“Your fear, your own lives, have become your entertainment.”— Talk Radio
“More timely today than it was twenty years ago... Radio crackles with intensity.”—Joe Dziemianowicz, New York Daily News
“The most lacerating portrait of a human meltdown this side of a Francis Bacon painting.... This revival, like the original production, allows its star to grab an audience by the lapels and shake it into submission.”—Ben Brantley, The New York Times
Eric Bogosian’s Talk Radio —his breakthrough 1987 Public Theater hit that was made into a film by Oliver Stone—has been revived in a “mesmerizing” ( Newsday ) production on Broadway, with Liev Schreiber playing the role of the late-night shock jock that Bogosian himself originated. The drama is set in the studio of Cleveland’s WTLK Radio over the course of Barry Champlain’s two-hour broadcast, being scrutinized that night by producers with an interest in taking the show national, and fueled as always by coffee, cocaine, and Jack Daniel’s. Barry’s jousts with his unseen callers—ranging from a white supremacist to a woman obsessed with her garbage disposal—are peppered with insights into his character from his ex-deejay pal and his sometime girlfriend/producer, and punctuated with a transformative visit from an embodied voice.
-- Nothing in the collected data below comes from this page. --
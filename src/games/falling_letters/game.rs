use std::time::Duration;

use crossterm::event::{KeyCode, KeyEvent, KeyEventKind, KeyModifiers};
use tracing::info;

use crate::{Context, Game};
use super::registry::LetterId;
use super::rng::SpawnRng;
use super::settings::Settings;
use super::state::{GameState, Snapshot};

#[derive(Debug, Clone, Copy, PartialEq, Eq)]
pub enum FallTimer {
    Spawn,
    Advance,
}

#[derive(Debug, Clone, PartialEq)]
pub enum FallEvent {
    Spawned { id: LetterId, glyph: char, speed: f64 },
    Matched { id: LetterId, glyph: char, points: u64, multiplier: u64 },
    /// Letters that slipped out the bottom, for accounting only
    Escaped { ids: Vec<LetterId> },
    GameOver { score: u64, multiplier: u64 },
}

/// Falling letters wired up to the engine's timers and keyboard
pub struct FallingLettersGame<R> {
    state: GameState,
    rng: R,
}

impl<R: SpawnRng> FallingLettersGame<R> {
    pub fn new(settings: Settings, rng: R) -> Self {
        Self { state: GameState::new(settings), rng }
    }

    pub fn state(&self) -> &GameState {
        &self.state
    }

    fn spawn(&mut self, ctx: &Context<FallEvent>) {
        if let Some(letter) = self.state.spawn(&mut self.rng) {
            ctx.emit(FallEvent::Spawned { id: letter.id, glyph: letter.glyph, speed: letter.speed });
        }
    }

    fn advance(&mut self, ctx: &Context<FallEvent>) {
        let Some(tick) = self.state.advance() else { return };

        if !tick.escaped.is_empty() {
            ctx.emit(FallEvent::Escaped { ids: tick.escaped.iter().map(|l| l.id).collect() });
        }

        if tick.game_over {
            let (score, multiplier) = (self.state.score(), self.state.multiplier());
            info!(score, multiplier, "letter reached the bottom, game over");
            ctx.emit(FallEvent::GameOver { score, multiplier });
        }
    }

    fn press(&mut self, key: char, ctx: &Context<FallEvent>) {
        if let Some(hit) = self.state.press(key) {
            ctx.emit(FallEvent::Matched {
                id: hit.id,
                glyph: hit.glyph,
                points: hit.points,
                multiplier: hit.multiplier,
            });
        }
    }
}

impl<R: SpawnRng + Send + 'static> Game for FallingLettersGame<R> {
    type Timer = FallTimer;
    type Event = FallEvent;
    type Snapshot = Snapshot;

    fn timers(&self) -> Vec<(FallTimer, Duration)> {
        let settings = self.state.settings();
        vec![
            (FallTimer::Spawn, settings.spawn_period),
            (FallTimer::Advance, settings.advance_period),
        ]
    }

    fn on_timer(&mut self, timer: FallTimer, ctx: &Context<FallEvent>) {
        match timer {
            FallTimer::Spawn => self.spawn(ctx),
            FallTimer::Advance => self.advance(ctx),
        }
    }

    fn handle_input(&mut self, event: KeyEvent, ctx: &Context<FallEvent>) {
        if event.kind != KeyEventKind::Press {
            return;
        }
        if event.modifiers.intersects(KeyModifiers::CONTROL | KeyModifiers::ALT) {
            return;
        }

        if let KeyCode::Char(c) = event.code {
            self.press(c, ctx);
        }
    }

    fn is_finished(&self) -> bool {
        self.state.is_over()
    }

    fn snapshot(&self) -> Snapshot {
        self.state.snapshot()
    }
}
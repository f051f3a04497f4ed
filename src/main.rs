use std::fs::File;
use std::sync::Arc;

use anyhow::{Context, Result};
use clap::Parser;
use letterfall::config::Config;
use letterfall::core::menu::{TitleChoice, TitleScreen};
use letterfall::games::falling_letters::{self, Sampler, Settings, Snapshot};
use ratatui::DefaultTerminal;
use tracing::info;

#[tokio::main]
async fn main() -> Result<()> {
    let config = Config::parse();
    let settings = config.settings()?;
    init_tracing(&config)?;

    info!(?settings, seed = ?config.seed, "starting letterfall");

    let terminal = ratatui::init();
    let result = session(&config, settings, terminal).await;
    ratatui::restore();

    let Some(snapshot) = result? else {
        return Ok(());
    };

    println!("Final score: {}  Multiplier: x{}", snapshot.score, snapshot.multiplier);

    if let Some(path) = &config.final_state {
        let json = serde_json::to_string_pretty(&snapshot)?;
        std::fs::write(path, json)
            .with_context(|| format!("failed to write final state to {}", path.display()))?;
        info!(path = %path.display(), "final state written");
    }

    Ok(())
}

/// Title screen, then one game. `None` if the player backed out at the title.
async fn session(config: &Config, settings: Settings, mut terminal: DefaultTerminal) -> Result<Option<Snapshot>> {
    if !config.skip_title {
        let details = vec![
            "Press the key shown on a falling letter to clear it".to_string(),
            "Every hit raises the multiplier by one".to_string(),
            format!("A letter reaching {} ends the game", settings.game_over_threshold),
        ];
        let title = TitleScreen::new(&falling_letters::INFO, details);
        if title.run(&mut terminal)? == TitleChoice::Quit {
            info!("quit from title screen");
            return Ok(None);
        }
    }

    let rng = config.seed.map(Sampler::seeded).unwrap_or_else(Sampler::from_entropy);
    let (snapshot, _terminal) = falling_letters::run_game(settings, rng, terminal).await?;
    info!(score = snapshot.score, multiplier = snapshot.multiplier, over = snapshot.is_over, "game ended");

    Ok(Some(snapshot))
}

/// Logs go to a file, never to the terminal the game is drawing on
fn init_tracing(config: &Config) -> Result<()> {
    let Some(path) = &config.log_file else {
        return Ok(());
    };

    let file = File::create(path)
        .with_context(|| format!("failed to create log file {}", path.display()))?;

    tracing_subscriber::fmt()
        .with_writer(Arc::new(file))
        .with_ansi(false)
        .with_max_level(config.log_level()?)
        .init();
    Ok(())
}
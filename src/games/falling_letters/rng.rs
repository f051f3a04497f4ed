/// Randomness used when spawning letters
use std::ops::Range;

use rand::rngs::StdRng;
use rand::{Rng, SeedableRng};
use rand_core::RngCore;

/// Source of glyphs and fall speeds. Swap in a scripted one for tests.
pub trait SpawnRng {
    /// Uniform pick from a non-empty alphabet
    fn pick_glyph(&mut self, alphabet: &[char]) -> char;

    /// Uniform pick from a non-empty half-open range
    fn pick_speed(&mut self, range: &Range<f64>) -> f64;
}

/// `SpawnRng` backed by any rand generator
#[derive(Debug, Clone)]
pub struct Sampler<R> {
    rng: R,
}

impl<R: RngCore> Sampler<R> {
    pub fn new(rng: R) -> Self {
        Self { rng }
    }
}

impl Sampler<StdRng> {
    pub fn from_entropy() -> Self {
        Self::new(StdRng::from_rng(&mut rand::rng()))
    }

    pub fn seeded(seed: u64) -> Self {
        Self::new(StdRng::seed_from_u64(seed))
    }
}

impl<R: RngCore> SpawnRng for Sampler<R> {
    fn pick_glyph(&mut self, alphabet: &[char]) -> char {
        alphabet[self.rng.random_range(0..alphabet.len())]
    }

    fn pick_speed(&mut self, range: &Range<f64>) -> f64 {
        self.rng.random_range(range.clone())
    }
}

#[cfg(test)]
mod tests {
    use super::*;

    #[test]
    fn test_samples_stay_in_bounds() {
        let alphabet: Vec<char> = ('A'..='Z').collect();
        let mut sampler = Sampler::seeded(7);

        for _ in 0..1_000 {
            let glyph = sampler.pick_glyph(&alphabet);
            let speed = sampler.pick_speed(&(1.0..3.0));
            assert!(glyph.is_ascii_uppercase());
            assert!((1.0..3.0).contains(&speed), "speed {speed} out of range");
        }
    }

    #[test]
    fn test_same_seed_same_sequence() {
        let alphabet: Vec<char> = ('A'..='Z').collect();
        let mut a = Sampler::seeded(42);
        let mut b = Sampler::seeded(42);

        for _ in 0..32 {
            assert_eq!(a.pick_glyph(&alphabet), b.pick_glyph(&alphabet));
            assert_eq!(a.pick_speed(&(1.0..3.0)), b.pick_speed(&(1.0..3.0)));
        }
    }
}
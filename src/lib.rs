pub mod core {
	pub mod engine;
	pub mod game;
	pub mod menu;
	pub mod terminal;
}

pub mod config;
pub mod games;

// Re-export for convenience
pub use crate::core::game::{Context, Game, Renderer};
use ratatui::{
    prelude::*,
    widgets::{Block, Borders, Paragraph},
    layout::{Layout, Constraint, Direction},
};

use crate::core::game::Renderer;
use super::registry::LetterId;
use super::state::Snapshot;

#[derive(Debug)]
pub struct FallingLettersRenderer;

impl Renderer<Snapshot> for FallingLettersRenderer {
    fn render(frame: &mut Frame, state: &Snapshot) {
        let chunks = Layout::default()
            .direction(Direction::Vertical)
            .constraints([
                Constraint::Length(1), // Score
                Constraint::Min(3),    // Playfield
                Constraint::Length(1), // Footer
            ])
            .split(frame.area());

        let header = Paragraph::new(format!("Score: {}  Multiplier: x{}", state.score, state.multiplier))
            .style(Style::default().fg(Color::White).add_modifier(Modifier::BOLD));
        frame.render_widget(header, chunks[0]);

        let block = Block::default().borders(Borders::ALL).title(" LETTERFALL ");
        let field = block.inner(chunks[1]);
        frame.render_widget(block, chunks[1]);

        let letter_style = Style::default().fg(Color::Cyan).add_modifier(Modifier::BOLD);
        for letter in &state.letters {
            if let Some((x, y)) = cell_for(letter.id, letter.position, state.bottom, field) {
                frame.buffer_mut().set_string(x, y, letter.glyph.to_string(), letter_style);
            }
        }

        if state.is_over && field.height > 0 {
            let banner = Rect::new(field.x, field.y + field.height / 2, field.width, 1);
            frame.render_widget(
                Paragraph::new("GAME OVER")
                    .alignment(Alignment::Center)
                    .style(Style::default().fg(Color::Red).add_modifier(Modifier::BOLD)),
                banner,
            );
        }

        let footer = if state.is_over {
            format!("Final score {}  [Esc] Quit", state.score)
        } else {
            "Type the falling letters  [Esc] Quit".to_string()
        };
        frame.render_widget(
            Paragraph::new(footer).alignment(Alignment::Center).style(Style::default().fg(Color::Gray)),
            chunks[2],
        );
    }
}

/// Screen cell for a letter, or `None` while it sits above the top edge.
/// Rows scale `0..bottom` onto the field; the column depends on the id only,
/// so a letter keeps its lane for its whole fall.
pub fn cell_for(id: LetterId, position: f64, bottom: f64, field: Rect) -> Option<(u16, u16)> {
    if field.width == 0 || field.height == 0 || position < 0.0 || position >= bottom {
        return None;
    }

    let row = ((position / bottom) * f64::from(field.height)) as u16;
    let row = row.min(field.height - 1);
    Some((field.x + lane(id, field.width), field.y + row))
}

// Fibonacci hashing spreads consecutive ids over the left 90% of the field
fn lane(id: LetterId, width: u16) -> u16 {
    let lanes = (u64::from(width) * 9 / 10).max(1);
    ((id.wrapping_mul(0x9E37_79B9_7F4A_7C15) >> 32) % lanes) as u16
}
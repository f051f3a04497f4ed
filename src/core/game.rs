/// Core game interface for the letterfall engine
use std::fmt::Debug;
use std::time::Duration;

use crossterm::event::KeyEvent;
use tokio::sync::mpsc::UnboundedSender;

/// Handle passed into every game callback
pub struct Context<E> {
    pub(crate) tx: UnboundedSender<E>,
}

impl<E> Context<E> {
    pub fn new(tx: UnboundedSender<E>) -> Self {
        Self { tx }
    }

    /// Queue an event for the engine to pick up once the handler returns
    pub fn emit(&self, event: E) {
        let _ = self.tx.send(event);
    }
}

/// Main game trait driven by [`crate::core::engine::Engine`]
///
/// The engine owns the game and calls exactly one handler at a time, so
/// implementations work on `&mut self` without any locking.
pub trait Game: Send + 'static {
    /// Names the periodic timers the game asked for
    type Timer: Copy + Eq + Debug + Send;

    /// Notifications the game emits through its [`Context`]
    type Event: Debug + Send + 'static;

    /// Read-only view published after every handler
    type Snapshot: Clone + Send + Sync + 'static;

    /// Periodic timers to run while the game is live
    fn timers(&self) -> Vec<(Self::Timer, Duration)>;

    fn on_timer(&mut self, timer: Self::Timer, ctx: &Context<Self::Event>);

    fn handle_input(&mut self, event: KeyEvent, ctx: &Context<Self::Event>);

    /// Once true the engine cancels every timer for good
    fn is_finished(&self) -> bool;

    fn snapshot(&self) -> Self::Snapshot;
}

/// Renderer trait for drawing a snapshot using Ratatui
pub trait Renderer<S> {
    fn render(frame: &mut ratatui::Frame, state: &S);
}
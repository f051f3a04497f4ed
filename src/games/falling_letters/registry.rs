/// Entity registry for the letters currently on the playfield
use serde::Serialize;

/// Identifier handed out by the registry. Monotonic, never reused.
pub type LetterId = u64;

/// A letter falling down the playfield
#[derive(Debug, Clone, PartialEq, Serialize)]
pub struct Letter {
    pub id: LetterId,
    pub glyph: char,
    /// Offset from the top of the playfield, grows every advance tick
    pub position: f64,
    /// Per-tick increment, fixed at spawn
    pub speed: f64,
}

/// Ordered set of live letters. Order is spawn order.
#[derive(Debug, Default)]
pub struct Registry {
    letters: Vec<Letter>,
    next_id: LetterId,
}

impl Registry {
    pub fn new() -> Self {
        Self::default()
    }

    /// Adds a letter under a fresh id and returns that id.
    pub fn insert(&mut self, glyph: char, position: f64, speed: f64) -> LetterId {
        let id = self.next_id;
        self.next_id += 1;
        debug_assert!(self.letters.iter().all(|l| l.id != id), "duplicate letter id {id}");

        self.letters.push(Letter { id, glyph, position, speed });
        id
    }

    /// Removes at most one letter.
    pub fn remove_by_id(&mut self, id: LetterId) -> Option<Letter> {
        let idx = self.letters.iter().position(|l| l.id == id)?;
        Some(self.letters.remove(idx))
    }

    /// Removes every letter matching `pred` and hands them back in spawn order.
    pub fn remove_where<F>(&mut self, mut pred: F) -> Vec<Letter>
    where
        F: FnMut(&Letter) -> bool,
    {
        let (removed, kept): (Vec<Letter>, Vec<Letter>) =
            std::mem::take(&mut self.letters).into_iter().partition(|l| pred(l));
        self.letters = kept;
        removed
    }

    /// Oldest live letter showing `glyph`.
    pub fn find_first_by_glyph(&self, glyph: char) -> Option<&Letter> {
        self.letters.iter().find(|l| l.glyph == glyph)
    }

    pub fn iter(&self) -> impl Iterator<Item = &Letter> {
        self.letters.iter()
    }

    pub(crate) fn iter_mut(&mut self) -> impl Iterator<Item = &mut Letter> {
        self.letters.iter_mut()
    }

    pub fn len(&self) -> usize {
        self.letters.len()
    }

    pub fn is_empty(&self) -> bool {
        self.letters.is_empty()
    }

    /// Id the next insert will receive
    #[cfg(test)]
    pub(crate) fn next_id(&self) -> LetterId {
        self.next_id
    }
}
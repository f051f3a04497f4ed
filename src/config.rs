use anyhow::{anyhow, Result};
use clap::Parser;
use std::path::PathBuf;
use std::time::Duration;

use crate::games::falling_letters::Settings;

#[derive(Parser, Debug, Clone)]
#[command(name = "letterfall")]
#[command(about = "Type the falling letters before they reach the bottom")]
pub struct Config {
    /// Letters that can fall (upper-cased on load)
    #[arg(long, env = "LETTERFALL_ALPHABET", default_value = "ABCDEFGHIJKLMNOPQRSTUVWXYZ")]
    pub alphabet: String,

    /// Milliseconds between spawns
    #[arg(long, env = "LETTERFALL_SPAWN_MS", default_value = "800")]
    pub spawn_ms: u64,

    /// Milliseconds between advance ticks
    #[arg(long, env = "LETTERFALL_ADVANCE_MS", default_value = "30")]
    pub advance_ms: u64,

    /// Slowest fall speed, per advance tick (inclusive)
    #[arg(long, env = "LETTERFALL_MIN_SPEED", default_value = "1.0")]
    pub min_speed: f64,

    /// Fastest fall speed, per advance tick (exclusive)
    #[arg(long, env = "LETTERFALL_MAX_SPEED", default_value = "3.0")]
    pub max_speed: f64,

    /// Starting position of new letters
    #[arg(long, env = "LETTERFALL_SPAWN_OFFSET", default_value = "-20", allow_negative_numbers = true)]
    pub spawn_offset: f64,

    /// Playfield height; letters past it are dropped
    #[arg(long, env = "LETTERFALL_BOTTOM", default_value = "600")]
    pub bottom: f64,

    /// Position that ends the game
    #[arg(long, env = "LETTERFALL_GAME_OVER_AT", default_value = "580")]
    pub game_over_at: f64,

    /// Points per match before the multiplier
    #[arg(long, env = "LETTERFALL_POINTS", default_value = "10")]
    pub points: u64,

    /// Seed for a reproducible letter sequence
    #[arg(long, env = "LETTERFALL_SEED")]
    pub seed: Option<u64>,

    /// Write logs here; nothing is logged without it
    #[arg(long, env = "LETTERFALL_LOG_FILE")]
    pub log_file: Option<PathBuf>,

    /// Log level (trace, debug, info, warn, error)
    #[arg(long, env = "LETTERFALL_LOG_LEVEL", default_value = "info")]
    pub log_level: String,

    /// Write the final game state here as JSON
    #[arg(long)]
    pub final_state: Option<PathBuf>,

    /// Go straight into the game
    #[arg(long)]
    pub skip_title: bool,
}

impl Config {
    pub fn log_level(&self) -> Result<tracing::Level> {
        self.log_level
            .parse()
            .map_err(|_| anyhow!("invalid log level '{}'", self.log_level))
    }

    /// Game settings built from the flags, already validated
    pub fn settings(&self) -> Result<Settings> {
        let settings = Settings {
            alphabet: self
                .alphabet
                .chars()
                .filter(|c| !c.is_whitespace())
                .flat_map(char::to_uppercase)
                .collect(),
            spawn_period: Duration::from_millis(self.spawn_ms),
            advance_period: Duration::from_millis(self.advance_ms),
            speed: self.min_speed..self.max_speed,
            spawn_offset: self.spawn_offset,
            bottom: self.bottom,
            game_over_threshold: self.game_over_at,
            points_per_match: self.points,
        };
        settings.validate()?;
        Ok(settings)
    }
}

#[cfg(test)]
mod tests {
    use super::*;

    #[test]
    fn test_defaults_match_settings() {
        let config = Config::try_parse_from(["letterfall"]).unwrap();
        assert_eq!(config.log_level().unwrap(), tracing::Level::INFO);
        assert_eq!(config.settings().unwrap(), Settings::default());
    }

    #[test]
    fn test_overrides() {
        let config = Config::try_parse_from([
            "letterfall",
            "--alphabet", "abc",
            "--spawn-offset", "-40",
            "--spawn-ms", "500",
            "--seed", "9",
        ])
        .unwrap();
        let settings = config.settings().unwrap();

        assert_eq!(settings.alphabet, vec!['A', 'B', 'C']);
        assert_eq!(settings.spawn_offset, -40.0);
        assert_eq!(settings.spawn_period, Duration::from_millis(500));
        assert_eq!(config.seed, Some(9));
    }

    #[test]
    fn test_rejects_bad_values() {
        let empty = Config::try_parse_from(["letterfall", "--alphabet", " "]).unwrap();
        let inverted = Config::try_parse_from(["letterfall", "--game-over-at", "700"]).unwrap();
        let noisy = Config::try_parse_from(["letterfall", "--log-level", "loud"]).unwrap();

        let unbounded = Config::try_parse_from(["letterfall", "--max-speed", "inf"]).unwrap();
        let endless = Config::try_parse_from(["letterfall", "--game-over-at", "NaN"]).unwrap();

        assert!(empty.settings().is_err());
        assert!(inverted.settings().is_err());
        assert!(noisy.log_level().is_err());
        assert!(unbounded.settings().is_err());
        assert!(endless.settings().is_err());
    }
}
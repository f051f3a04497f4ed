use serde::Serialize;

/// Score and multiplier. Only ever grows.
#[derive(Debug, Clone, Copy, PartialEq, Eq, Serialize)]
pub struct ScoreBoard {
    score: u64,
    multiplier: u64,
}

impl Default for ScoreBoard {
    fn default() -> Self {
        Self { score: 0, multiplier: 1 }
    }
}

impl ScoreBoard {
    pub fn score(&self) -> u64 {
        self.score
    }

    pub fn multiplier(&self) -> u64 {
        self.multiplier
    }

    /// Credits one match at the current multiplier, then bumps the multiplier.
    /// Returns the points awarded. Saturates instead of wrapping.
    pub fn record_match(&mut self, points_per_match: u64) -> u64 {
        let points = points_per_match.saturating_mul(self.multiplier);
        self.score = self.score.saturating_add(points);
        self.multiplier = self.multiplier.saturating_add(1);
        points
    }
}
Eric Bogosian is a writer and actor who over the last twenty years has authored five full-length plays and created six full-length solos for himself, including subUrbia; Sex, Drugs, Rock & Roll; Pounding Nails in the Floor with My Forehead; and Drinking in America. He is the recipient of three OBIE Awards and a Drama Desk Award, and has toured throughout the United States and Europe.